Vo=(Vmax[S])/(Km+[S]+([S]2/Ki)) Equation 1

[0138] Ki represents the inhibition constant for the substrate (in this case PNPG) binding in a non-productive mode. The complementary experiment was carried out in which PNPG was kept at a constant concentration of 22 mM and the concentration of α-GalF was varied. Apparent values of kcat, Km and kcat/Km for GalF and PNPG were also derived using GraFit.

[0139] In studies of the dependence of reaction rate upon pH, the following buffers were used: pH 5-6, 100 mM sodium citrate; pH 7-8, 100 mM NaPi; pH 8-9, 100 mM 3-[(1,1-dimethyl-2-hydroxyethyl)amino]-2-hydroxypropanesulfonic acid. Apparent values of kcat/Km for α-GalF were determined from the linear dependence of rates (Vo=kcatEo/Km) measured at three low concentrations of α-GalF (5, 10 and 15 mM) at a fixed concentration of PNPG (22 mM).

[0140] The disclosures of each and every patent, patent application, and publication cited herein are hereby incorporated herein by reference in their entirety.
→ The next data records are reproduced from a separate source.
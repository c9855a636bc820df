//! The single config reload path shared by the file watcher, SIGHUP and
//! `POST /api/admin/proxies/reload`.

use arc_swap::ArcSwap;
use quizgate_core::config::Config;
use quizgate_core::error::GatewayError;
use quizgate_core::health::HealthTracker;
use quizgate_core::rate_limit::RateLimiter;
use quizgate_core::registry::ProxyRegistry;
use quizgate_provider::Dispatcher;
use std::sync::Arc;

pub struct Reloader {
    config_path: String,
    config: Arc<ArcSwap<Config>>,
    registry: Arc<ProxyRegistry>,
    health: Arc<HealthTracker>,
    dispatcher: Arc<Dispatcher>,
    rate_limiter: Arc<RateLimiter>,
}

impl Reloader {
    pub fn new(
        config_path: impl Into<String>,
        config: Arc<ArcSwap<Config>>,
        registry: Arc<ProxyRegistry>,
        health: Arc<HealthTracker>,
        dispatcher: Arc<Dispatcher>,
        rate_limiter: Arc<RateLimiter>,
    ) -> Self {
        Self {
            config_path: config_path.into(),
            config,
            registry,
            health,
            dispatcher,
            rate_limiter,
        }
    }

    /// Push `config` into the live components without publishing it. The
    /// proxy pool goes first; if it is rejected nothing else changes.
    pub fn apply(&self, config: &Config) -> Result<usize, GatewayError> {
        let proxies = self.registry.load(&config.third_party_apis)?;
        self.health.update_config(config.health.clone());
        self.dispatcher.update_config(config.dispatch.clone());
        self.rate_limiter.update_config(&config.rate_limit);
        tracing::info!(proxies, "Config applied");
        Ok(proxies)
    }

    /// Re-read the config file, apply it, then publish it. On any error the
    /// current config and pool stay in place.
    pub fn reload(&self) -> Result<usize, GatewayError> {
        let mut config =
            Config::load(&self.config_path).map_err(|e| GatewayError::Config(e.to_string()))?;
        let proxies = self.apply(&config).inspect_err(|e| {
            tracing::error!("Config reload rejected, keeping previous config: {e}");
        })?;

        // The listener is already bound; keep the address it was bound with.
        let current = self.config.load();
        config.host = current.host.clone();
        config.port = current.port;
        drop(current);

        self.config.store(Arc::new(config));
        Ok(proxies)
    }

    pub fn config_path(&self) -> &str {
        &self.config_path
    }
}
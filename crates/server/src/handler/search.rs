//! OCS-compatible question search.

use crate::AppState;
use axum::extract::{FromRequest, Query, Request, State};
use axum::http::header::CONTENT_TYPE;
use axum::response::{IntoResponse, Response};
use axum::{Form, Json};
use quizgate_core::error::GatewayError;
use quizgate_core::question::Question;
use serde::Deserialize;
use serde_json::json;

pub const MISSING_QUESTION_MSG: &str = "未提供问题内容";

#[derive(Debug, Default, Deserialize)]
#[serde(default)]
pub struct SearchParams {
    pub title: String,
    #[serde(rename = "type")]
    pub kind: String,
    pub options: String,
    pub model: Option<String>,
}

/// POST body, read as JSON when the content type says so and as a urlencoded
/// form otherwise.
pub struct SearchBody(pub SearchParams);

impl<S: Send + Sync> FromRequest<S> for SearchBody {
    type Rejection = Response;

    async fn from_request(req: Request, state: &S) -> Result<Self, Self::Rejection> {
        let is_json = req
            .headers()
            .get(CONTENT_TYPE)
            .and_then(|v| v.to_str().ok())
            .is_some_and(|ct| ct.contains("application/json"));

        if is_json {
            Json::<SearchParams>::from_request(req, state)
                .await
                .map(|Json(params)| Self(params))
                .map_err(|e| failure(e.body_text()))
        } else {
            Form::<SearchParams>::from_request(req, state)
                .await
                .map(|Form(params)| Self(params))
                .map_err(|e| failure(e.body_text()))
        }
    }
}

fn failure(msg: impl Into<String>) -> Response {
    Json(json!({ "code": 0, "msg": msg.into() })).into_response()
}

pub async fn search_get(
    State(state): State<AppState>,
    Query(params): Query<SearchParams>,
) -> Response {
    search(&state, params).await
}

pub async fn search_post(State(state): State<AppState>, SearchBody(params): SearchBody) -> Response {
    search(&state, params).await
}

async fn search(state: &AppState, params: SearchParams) -> Response {
    let preview: String = params.title.chars().take(50).collect();
    tracing::info!(kind = %params.kind, "Question received: {preview:?}");

    if params.title.is_empty() {
        tracing::warn!("Search without question text");
        return failure(MISSING_QUESTION_MSG);
    }

    let question = Question::new(params.title, params.kind, params.options);
    match state.answers.answer(&question, params.model).await {
        Ok(answer) => Json(json!({
            "code": 1,
            "question": question.text,
            "answer": answer.answer,
        }))
        .into_response(),
        Err(GatewayError::BadRequest(_)) => failure(MISSING_QUESTION_MSG),
        Err(e) => {
            tracing::error!("Search failed: {e}");
            failure(e.to_string())
        }
    }
}
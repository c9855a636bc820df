use crate::AppState;
use axum::extract::{Query, Request, State};
use axum::http::StatusCode;
use axum::response::{IntoResponse, Response};
use axum::{Json, middleware::Next};
use quizgate_core::config::Config;
use quizgate_core::error::GatewayError;
use serde::Deserialize;
use serde_json::json;

pub const ACCESS_TOKEN_HEADER: &str = "x-access-token";

pub const INVALID_TOKEN_MSG: &str = "无效的访问令牌";

#[derive(Debug, Default, Deserialize)]
struct TokenQuery {
    token: Option<String>,
}

/// True when no access token is configured, or the request carries the
/// configured one in the `X-Access-Token` header or the `token` query parameter.
pub fn is_authorized(config: &Config, request: &Request) -> bool {
    let Some(expected) = config.access_token.as_deref() else {
        return true;
    };

    let from_header = request
        .headers()
        .get(ACCESS_TOKEN_HEADER)
        .and_then(|v| v.to_str().ok())
        .map(str::to_string);
    let token = from_header.or_else(|| {
        Query::<TokenQuery>::try_from_uri(request.uri())
            .ok()
            .and_then(|Query(q)| q.token)
    });

    token.as_deref() == Some(expected)
}

/// Guards `/api/search` and answers rejections in the OCS shape.
pub async fn search_auth_middleware(
    State(state): State<AppState>,
    request: Request,
    next: Next,
) -> Response {
    if is_authorized(&state.config.load(), &request) {
        return next.run(request).await;
    }
    tracing::warn!(path = %request.uri().path(), "Rejected search with invalid access token");
    (
        StatusCode::FORBIDDEN,
        Json(json!({ "code": 0, "msg": INVALID_TOKEN_MSG })),
    )
        .into_response()
}

/// Guards `/api/cache/*`.
pub async fn cache_auth_middleware(
    State(state): State<AppState>,
    request: Request,
    next: Next,
) -> Response {
    if is_authorized(&state.config.load(), &request) {
        return next.run(request).await;
    }
    (
        StatusCode::FORBIDDEN,
        Json(json!({ "success": false, "message": INVALID_TOKEN_MSG })),
    )
        .into_response()
}

/// Guards `/api/admin/*`.
pub async fn admin_auth_middleware(
    State(state): State<AppState>,
    request: Request,
    next: Next,
) -> Result<Response, GatewayError> {
    if is_authorized(&state.config.load(), &request) {
        Ok(next.run(request).await)
    } else {
        Err(GatewayError::Unauthorized)
    }
}
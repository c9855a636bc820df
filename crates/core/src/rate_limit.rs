use std::collections::{HashMap, VecDeque};
use std::sync::{Mutex, PoisonError, RwLock};
use std::time::{Duration, Instant};

use crate::config::RateLimitConfig;

/// Per-client windows kept before idle ones are swept on insert.
const SWEEP_THRESHOLD: usize = 1024;

/// Sliding window rate limiter keyed by client address.
pub struct RateLimiter {
    clients: RwLock<HashMap<String, Mutex<SlidingWindow>>>,
    config: RwLock<RateLimitConfig>,
}

struct SlidingWindow {
    timestamps: VecDeque<Instant>,
}

impl SlidingWindow {
    fn new() -> Self {
        Self {
            timestamps: VecDeque::new(),
        }
    }

    /// Drop timestamps older than `period` and return the current count.
    fn count_and_prune(&mut self, now: Instant, period: Duration) -> u32 {
        while let Some(&oldest) = self.timestamps.front() {
            if now.saturating_duration_since(oldest) >= period {
                self.timestamps.pop_front();
            } else {
                break;
            }
        }
        self.timestamps.len() as u32
    }

    fn reset_secs(&self, now: Instant, period: Duration) -> u64 {
        match self.timestamps.front() {
            Some(&oldest) => period
                .saturating_sub(now.saturating_duration_since(oldest))
                .as_secs()
                .max(1),
            None => period.as_secs(),
        }
    }
}

/// Result of a rate limit check.
#[derive(Debug, Clone, PartialEq, Eq)]
pub struct RateLimitInfo {
    pub allowed: bool,
    /// Requests left in the current window after this one.
    pub remaining: u32,
    pub limit: u32,
    /// Seconds until the oldest counted request leaves the window.
    pub reset_secs: u64,
}

impl RateLimiter {
    pub fn new(config: &RateLimitConfig) -> Self {
        Self {
            clients: RwLock::new(HashMap::new()),
            config: RwLock::new(config.clone()),
        }
    }

    /// Update configuration (called on hot-reload). Recorded history is kept.
    pub fn update_config(&self, config: &RateLimitConfig) {
        *self.config.write().unwrap_or_else(PoisonError::into_inner) = config.clone();
    }

    pub fn config(&self) -> RateLimitConfig {
        self.config
            .read()
            .unwrap_or_else(PoisonError::into_inner)
            .clone()
    }

    /// Check the limit for `client` and count the request when it is allowed.
    pub fn acquire(&self, client: &str) -> RateLimitInfo {
        self.acquire_at(client, Instant::now())
    }

    pub fn acquire_at(&self, client: &str, now: Instant) -> RateLimitInfo {
        let config = self.config();
        if !config.enabled || config.requests == 0 {
            return RateLimitInfo {
                allowed: true,
                remaining: u32::MAX,
                limit: 0,
                reset_secs: 0,
            };
        }
        let period = config.period();
        let limit = config.requests;

        // Fast path: read lock
        {
            let clients = self.clients.read().unwrap_or_else(PoisonError::into_inner);
            if let Some(window) = clients.get(client) {
                let mut window = window.lock().unwrap_or_else(PoisonError::into_inner);
                return admit(&mut window, now, period, limit);
            }
        }

        // Slow path: write lock to insert
        let mut clients = self.clients.write().unwrap_or_else(PoisonError::into_inner);
        if clients.len() >= SWEEP_THRESHOLD {
            clients.retain(|_, window| {
                window
                    .get_mut()
                    .unwrap_or_else(PoisonError::into_inner)
                    .count_and_prune(now, period)
                    > 0
            });
        }
        let window = clients
            .entry(client.to_string())
            .or_insert_with(|| Mutex::new(SlidingWindow::new()))
            .get_mut()
            .unwrap_or_else(PoisonError::into_inner);
        admit(window, now, period, limit)
    }

    /// Number of clients with a tracked window.
    pub fn tracked_clients(&self) -> usize {
        self.clients
            .read()
            .unwrap_or_else(PoisonError::into_inner)
            .len()
    }
}

fn admit(window: &mut SlidingWindow, now: Instant, period: Duration, limit: u32) -> RateLimitInfo {
    let count = window.count_and_prune(now, period);
    if count >= limit {
        return RateLimitInfo {
            allowed: false,
            remaining: 0,
            limit,
            reset_secs: window.reset_secs(now, period),
        };
    }
    window.timestamps.push_back(now);
    RateLimitInfo {
        allowed: true,
        remaining: limit - count - 1,
        limit,
        reset_secs: window.reset_secs(now, period),
    }
}
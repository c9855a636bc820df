//! Outbound HTTP client construction. "Proxy" here means the optional
//! network-level HTTP/SOCKS proxy, not an upstream completion provider.

use reqwest::{Client, Proxy};
use std::time::Duration;

use crate::config::DispatchConfig;

pub const USER_AGENT: &str = concat!("quizgate/", env!("CARGO_PKG_VERSION"));

/// Build the client used for upstream completion calls. Each request made
/// through it is bounded by `dispatch.timeout-secs`.
pub fn build_http_client(
    outbound_proxy: Option<&str>,
    dispatch: &DispatchConfig,
) -> Result<Client, anyhow::Error> {
    build_http_client_with_timeout(
        outbound_proxy,
        dispatch.connect_timeout_secs,
        dispatch.timeout_secs,
    )
}

/// Build an HTTP client with explicit timeout settings.
pub fn build_http_client_with_timeout(
    outbound_proxy: Option<&str>,
    connect_timeout_secs: u64,
    request_timeout_secs: u64,
) -> Result<Client, anyhow::Error> {
    let mut builder = Client::builder()
        .user_agent(USER_AGENT)
        .connect_timeout(Duration::from_secs(connect_timeout_secs))
        .timeout(Duration::from_secs(request_timeout_secs));

    match outbound_proxy.filter(|url| !url.is_empty()) {
        // reqwest picks http/https/socks5 from the scheme
        Some(url) => builder = builder.proxy(Proxy::all(url)?),
        None => builder = builder.no_proxy(),
    }

    Ok(builder.build()?)
}

/// Validate that a proxy URL is well-formed.
pub fn validate_proxy_url(url: &str) -> Result<(), anyhow::Error> {
    if url.is_empty() {
        return Ok(());
    }
    let parsed =
        url::Url::parse(url).map_err(|e| anyhow::anyhow!("invalid proxy URL '{url}': {e}"))?;
    match parsed.scheme() {
        "http" | "https" | "socks5" => Ok(()),
        scheme => Err(anyhow::anyhow!(
            "unsupported proxy scheme '{scheme}' in URL '{url}', expected http/https/socks5"
        )),
    }
}
pub mod rate_limit;
pub mod request_logging;
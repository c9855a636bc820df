//! Periodic `/v1/models` probing. Results are diagnostics only and never feed
//! the health tracker's breaker counters.

use chrono::{DateTime, Utc};
use dashmap::DashMap;
use quizgate_core::provider::ChatExecutor;
use quizgate_core::registry::ProxyRegistry;
use serde::Serialize;
use std::collections::{BTreeMap, HashSet};
use std::sync::Arc;
use std::time::{Duration, Instant};
use tokio::sync::watch;
use tokio::task::JoinHandle;

#[derive(Debug, Clone, Serialize)]
pub struct ProbeResult {
    pub ok: bool,
    pub checked_at: DateTime<Utc>,
    pub latency_ms: u64,
    pub model_count: Option<usize>,
    pub error: Option<String>,
}

/// Latest probe result per proxy name.
#[derive(Debug, Default)]
pub struct ProbeBoard {
    results: DashMap<String, ProbeResult>,
}

impl ProbeBoard {
    pub fn new() -> Self {
        Self::default()
    }

    pub fn record(&self, name: &str, result: ProbeResult) {
        self.results.insert(name.to_string(), result);
    }

    pub fn get(&self, name: &str) -> Option<ProbeResult> {
        self.results.get(name).map(|r| r.clone())
    }

    pub fn all(&self) -> BTreeMap<String, ProbeResult> {
        self.results
            .iter()
            .map(|r| (r.key().clone(), r.value().clone()))
            .collect()
    }

    /// Drop results for proxies that are no longer configured.
    fn retain_names(&self, names: &HashSet<String>) {
        self.results.retain(|name, _| names.contains(name));
    }
}

/// Probe every active proxy once, sequentially. Returns how many answered.
pub async fn probe_all(
    registry: &ProxyRegistry,
    executor: &dyn ChatExecutor,
    board: &ProbeBoard,
    timeout: Duration,
) -> usize {
    let proxies = registry.active_proxies();
    let names: HashSet<String> = proxies.iter().map(|p| p.name.clone()).collect();
    board.retain_names(&names);

    let mut ok = 0;
    for proxy in proxies {
        let start = Instant::now();
        let outcome = tokio::time::timeout(timeout, executor.list_models(&proxy)).await;
        let latency_ms = start.elapsed().as_millis() as u64;

        let result = match outcome {
            Ok(Ok(models)) => {
                ok += 1;
                ProbeResult {
                    ok: true,
                    checked_at: Utc::now(),
                    latency_ms,
                    model_count: Some(models.len()),
                    error: None,
                }
            }
            Ok(Err(e)) => {
                tracing::debug!(proxy = %proxy.name, error = %e, "Probe failed");
                ProbeResult {
                    ok: false,
                    checked_at: Utc::now(),
                    latency_ms,
                    model_count: None,
                    error: Some(e.class.to_string()),
                }
            }
            Err(_) => ProbeResult {
                ok: false,
                checked_at: Utc::now(),
                latency_ms,
                model_count: None,
                error: Some("timeout".to_string()),
            },
        };
        board.record(&proxy.name, result);
    }
    ok
}

/// Handle to the background probe loop. Dropping it without `stop()` leaves
/// the task running until the runtime shuts down.
pub struct HealthProbe {
    stop_tx: watch::Sender<bool>,
    handle: JoinHandle<()>,
}

impl HealthProbe {
    pub fn spawn(
        registry: Arc<ProxyRegistry>,
        executor: Arc<dyn ChatExecutor>,
        board: Arc<ProbeBoard>,
        interval: Duration,
        timeout: Duration,
    ) -> Self {
        let (stop_tx, mut stop_rx) = watch::channel(false);
        let handle = tokio::spawn(async move {
            let mut ticker = tokio::time::interval(interval);
            ticker.set_missed_tick_behavior(tokio::time::MissedTickBehavior::Delay);
            loop {
                tokio::select! {
                    _ = ticker.tick() => {
                        let ok = probe_all(&registry, executor.as_ref(), &board, timeout).await;
                        tracing::debug!(ok, "Health probe round finished");
                    }
                    changed = stop_rx.changed() => {
                        if changed.is_err() || *stop_rx.borrow() {
                            break;
                        }
                    }
                }
            }
            tracing::debug!("Health probe stopped");
        });
        tracing::info!(interval_secs = interval.as_secs(), "Health probe started");
        Self { stop_tx, handle }
    }

    /// Signal the loop to exit and wait for it.
    pub async fn stop(self) {
        let _ = self.stop_tx.send(true);
        let _ = self.handle.await;
    }
}

#[cfg(test)]
mod tests {
    use super::*;
    use async_trait::async_trait;
    use quizgate_core::config::ProxyEntry;
    use quizgate_core::error::ErrorClass;
    use quizgate_core::provider::{AttemptError, ChatRequest, ChatResponse, Proxy};
    use std::sync::atomic::{AtomicUsize, Ordering};

    struct ModelsExecutor {
        calls: AtomicUsize,
    }

    #[async_trait]
    impl ChatExecutor for ModelsExecutor {
        async fn complete(&self, _: &Proxy, _: &ChatRequest) -> Result<ChatResponse, AttemptError> {
            Err(AttemptError::new(ErrorClass::ClientError, "not used"))
        }

        async fn list_models(&self, proxy: &Proxy) -> Result<Vec<String>, AttemptError> {
            self.calls.fetch_add(1, Ordering::SeqCst);
            if proxy.name == "down" {
                Err(AttemptError::new(ErrorClass::Network, "refused"))
            } else {
                Ok(proxy.models.clone())
            }
        }
    }

    fn entry(name: &str) -> ProxyEntry {
        ProxyEntry {
            name: Some(name.to_string()),
            api_base: Some(format!("https://{name}.test")),
            api_keys: vec!["k".to_string()],
            model: None,
            models: vec!["m1".to_string(), "m2".to_string()],
            is_active: true,
            priority: 1,
        }
    }

    #[tokio::test]
    async fn test_probe_all_records_results() {
        let registry = ProxyRegistry::empty();
        registry.load(&[entry("up"), entry("down")]).unwrap();
        let executor = ModelsExecutor {
            calls: AtomicUsize::new(0),
        };
        let board = ProbeBoard::new();

        let ok = probe_all(&registry, &executor, &board, Duration::from_secs(5)).await;
        assert_eq!(ok, 1);
        let up = board.get("up").unwrap();
        assert!(up.ok);
        assert_eq!(up.model_count, Some(2));
        let down = board.get("down").unwrap();
        assert!(!down.ok);
        assert_eq!(down.error.as_deref(), Some("network"));

        registry.load(&[entry("up")]).unwrap();
        probe_all(&registry, &executor, &board, Duration::from_secs(5)).await;
        assert!(board.get("down").is_none());
        assert_eq!(board.all().len(), 1);
    }

    #[tokio::test(start_paused = true)]
    async fn test_probe_loop_runs_and_stops() {
        let registry = Arc::new(ProxyRegistry::empty());
        registry.load(&[entry("up")]).unwrap();
        let executor = Arc::new(ModelsExecutor {
            calls: AtomicUsize::new(0),
        });
        let board = Arc::new(ProbeBoard::new());

        let probe = HealthProbe::spawn(
            registry,
            executor.clone(),
            board.clone(),
            Duration::from_secs(60),
            Duration::from_secs(5),
        );
        tokio::time::sleep(Duration::from_secs(150)).await;
        probe.stop().await;

        // ticks at 0s, 60s, 120s
        assert_eq!(executor.calls.load(Ordering::SeqCst), 3);
        assert!(board.get("up").is_some());
    }
}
[0141] While this invention has been disclosed with reference to specific embodiments, it is apparent that other embodiments and variations of this invention may be devised by others skilled in the art without departing from the true spirit and scope of the invention. The appended claims are intended to be construed to include all such embodiments and equivalent variations.